The competition was organized by Greensbearders founder B.J. Bollinger, 25, of Greensburg.
Funds raised via the $15 entry fee will be donated to the Greensburg Fire Department Hose Company No. 8',s bell tower restoration project, Bollinger said.
“I want to save the history in this town,” he said.
Beard without mustache styles
Calling Badges his “go-to hometown bar,” he credited owner Gary Bell for agreeing to host the event.
Gary Bell and his son, Chet Bell, are Greensburg firefighters.
“Everybody loves my mustache. I hate shaving. It makes my face itchy,” said Ben Staymates, 25, of Saltsburg, Indiana County.
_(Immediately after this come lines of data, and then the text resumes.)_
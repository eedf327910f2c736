//! Form input validation.
//!
//! Rules run in a fixed order and the first failure is returned:
//! 1. every field is non-empty after trimming
//! 2. the email looks like `local@domain.tld`
//! 3. weight and height parse as finite numbers
//! 4. weight and height are strictly positive

use crate::{RawFields, ValidatedFields, ValidationError};
use once_cell::sync::Lazy;
use regex::Regex;

static EMAIL_RE: Lazy<Regex> = Lazy::new(|| {
    Regex::new(r"^[a-zA-Z0-9._%+-]+@[a-zA-Z0-9.-]+\.[a-zA-Z]{2,}$")
        .expect("email pattern is valid")
});

/// Validate all five form fields
pub fn validate(raw: &RawFields) -> Result<ValidatedFields, ValidationError> {
    let name = raw.name.trim();
    let email = raw.email.trim();
    let gender = raw.gender.trim();
    let weight = raw.weight.trim();
    let height = raw.height.trim();

    for (field, value) in [
        ("name", name),
        ("email", email),
        ("gender", gender),
        ("weight", weight),
        ("height", height),
    ] {
        if value.is_empty() {
            return Err(ValidationError::MissingField { field });
        }
    }

    if !is_valid_email(email) {
        return Err(ValidationError::InvalidEmail);
    }

    let weight = parse_number("weight", weight)?;
    let height = parse_number("height", height)?;

    if weight <= 0.0 {
        return Err(ValidationError::NonPositiveValue { field: "weight" });
    }
    if height <= 0.0 {
        return Err(ValidationError::NonPositiveValue { field: "height" });
    }

    Ok(ValidatedFields {
        name: name.to_string(),
        email: email.to_string(),
        gender: gender.to_string(),
        weight,
        height,
    })
}

/// Check an email against the `local@domain.tld` pattern
pub fn is_valid_email(email: &str) -> bool {
    EMAIL_RE.is_match(email)
}

fn parse_number(field: &'static str, value: &str) -> Result<f64, ValidationError> {
    // f64's parser also accepts "inf" and "NaN"
    match value.parse::<f64>() {
        Ok(n) if n.is_finite() => Ok(n),
        _ => Err(ValidationError::NotANumber { field }),
    }
}
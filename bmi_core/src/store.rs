//! Append-only record store.
//!
//! Records are appended to a JSONL (JSON Lines) file, one [`BmiRecord`] per
//! line, under an exclusive file lock. Identities are assigned by the store
//! while the lock is held.

use crate::{BmiRecord, BmiRecordDraft, Error, Result};
use chrono::{SubsecRound, Utc};
use fs2::FileExt;
use serde::{Deserialize, Serialize};
use std::fs::{File, OpenOptions};
use std::io::{Read, Write};
use std::path::{Path, PathBuf};

/// Default file name of the record log
pub const RECORDS_FILE: &str = "bmi_records.jsonl";

/// How the store treats a second record for an email it already holds
#[derive(Clone, Copy, Debug, Default, Serialize, Deserialize, PartialEq, Eq)]
#[serde(rename_all = "snake_case")]
pub enum EmailPolicy {
    /// Any number of records per email, which is what history and trends need
    #[default]
    AllowHistory,
    /// One record per email; later appends fail with [`Error::DuplicateEmail`]
    UniqueRegistration,
}

/// Record sink trait for persisting BMI observations
pub trait RecordSink {
    fn append(&mut self, draft: &BmiRecordDraft) -> Result<BmiRecord>;
}

/// JSONL-based record store with file locking
#[derive(Clone, Debug)]
pub struct JsonlStore {
    path: PathBuf,
    policy: EmailPolicy,
}

impl JsonlStore {
    /// Open the store at `path`, creating the file if it is missing
    pub fn open(path: impl Into<PathBuf>, policy: EmailPolicy) -> Result<Self> {
        let store = Self {
            path: path.into(),
            policy,
        };
        store.init()?;
        Ok(store)
    }

    /// Create the parent directory and an empty record file if absent.
    ///
    /// Safe to call on every start; existing records are never touched.
    pub fn init(&self) -> Result<()> {
        if let Some(parent) = self.path.parent() {
            std::fs::create_dir_all(parent).map_err(Error::store)?;
        }

        OpenOptions::new()
            .create(true)
            .append(true)
            .open(&self.path)
            .map_err(Error::store)?;

        tracing::debug!("Record store ready at {:?}", self.path);
        Ok(())
    }

    pub fn path(&self) -> &Path {
        &self.path
    }

    pub fn policy(&self) -> EmailPolicy {
        self.policy
    }

    /// Read every record in insertion order
    pub fn read_all(&self) -> Result<Vec<BmiRecord>> {
        read_records(&self.path)
    }
}

impl RecordSink for JsonlStore {
    fn append(&mut self, draft: &BmiRecordDraft) -> Result<BmiRecord> {
        if let Some(parent) = self.path.parent() {
            std::fs::create_dir_all(parent).map_err(Error::store)?;
        }

        let file = OpenOptions::new()
            .create(true)
            .read(true)
            .append(true)
            .open(&self.path)
            .map_err(Error::store)?;

        // Held until `file` is dropped, on every return path
        file.lock_exclusive().map_err(Error::store)?;

        let contents = read_contents(&file)?;
        let existing = parse_records(&contents);
        if self.policy == EmailPolicy::UniqueRegistration
            && existing.iter().any(|r| r.email == draft.email())
        {
            tracing::warn!("Rejected duplicate email {}", draft.email());
            return Err(Error::DuplicateEmail(draft.email().to_string()));
        }

        let next_id = existing.iter().map(|r| r.id).max().unwrap_or(0) + 1;
        let record = draft
            .clone()
            .into_record(next_id, Utc::now().trunc_subsecs(0));

        // One write of a full line, so a failure leaves at most a torn line
        // that readers skip. A torn tail from an earlier crash is terminated
        // first so it cannot swallow this record.
        let mut line = String::new();
        if !contents.is_empty() && !contents.ends_with('\n') {
            tracing::warn!("Record file {:?} ends with a partial line", self.path);
            line.push('\n');
        }
        line.push_str(&serde_json::to_string(&record).map_err(Error::store)?);
        line.push('\n');

        let mut writer = std::io::BufWriter::new(&file);
        writer.write_all(line.as_bytes()).map_err(Error::store)?;
        writer.flush().map_err(Error::store)?;
        drop(writer);
        file.sync_all().map_err(Error::store)?;

        file.unlock().map_err(Error::store)?;

        tracing::info!("Appended record {} for {}", record.id, record.email);
        Ok(record)
    }
}

/// Read all records from a store file.
///
/// A missing file reads as empty. Lines that fail to parse are logged and
/// skipped.
pub fn read_records(path: &Path) -> Result<Vec<BmiRecord>> {
    if !path.exists() {
        return Ok(Vec::new());
    }

    let file = File::open(path).map_err(Error::store)?;
    // Acquire shared lock for reading
    file.lock_shared().map_err(Error::store)?;

    let records = parse_records(&read_contents(&file)?);

    file.unlock().map_err(Error::store)?;
    tracing::debug!("Read {} records from {:?}", records.len(), path);
    Ok(records)
}

fn read_contents(mut file: &File) -> Result<String> {
    let mut bytes = Vec::new();
    file.read_to_end(&mut bytes).map_err(Error::store)?;
    Ok(String::from_utf8_lossy(&bytes).into_owned())
}

fn parse_records(contents: &str) -> Vec<BmiRecord> {
    let mut records = Vec::new();

    for (line_num, line) in contents.lines().enumerate() {
        if line.trim().is_empty() {
            continue;
        }

        match serde_json::from_str::<BmiRecord>(line) {
            Ok(record) => records.push(record),
            Err(e) => {
                tracing::warn!("Failed to parse record at line {}: {}", line_num + 1, e);
            }
        }
    }

    records.sort_by_key(|r| r.id);
    records
}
He said the daily process of cleaning, waxing and combing his mustache, which he called less “handlebar” and more Salvador Dali, takes less than 10 minutes.
Staymates hoped to win for “mustache styled.”
Andrew Miskowiec, 30, of Edgewood in Allegheny County entered his more than foot-long reddish facial hair in the “natural full beard” category.
President of the Steel City Beard and Mustache Club in Pittsburgh, he often is both competitor and vendor at similar competitions.
“The big thing is it',s all for charity,” Miskowiec said.
The bell at the Highland Avenue station was replaced by air horns in the 1950s but holds historical value, firefighter Clyde Snyder said.
Restoring the tower and its more than 100-year-old bell is expected to cost $70,000, paid for with donations and contributions from the city.
Snyder, who is clean-shaven, attended the fundraiser and thanked Bollinger.
“It',s great. We really appreciate any help we can get,” he said.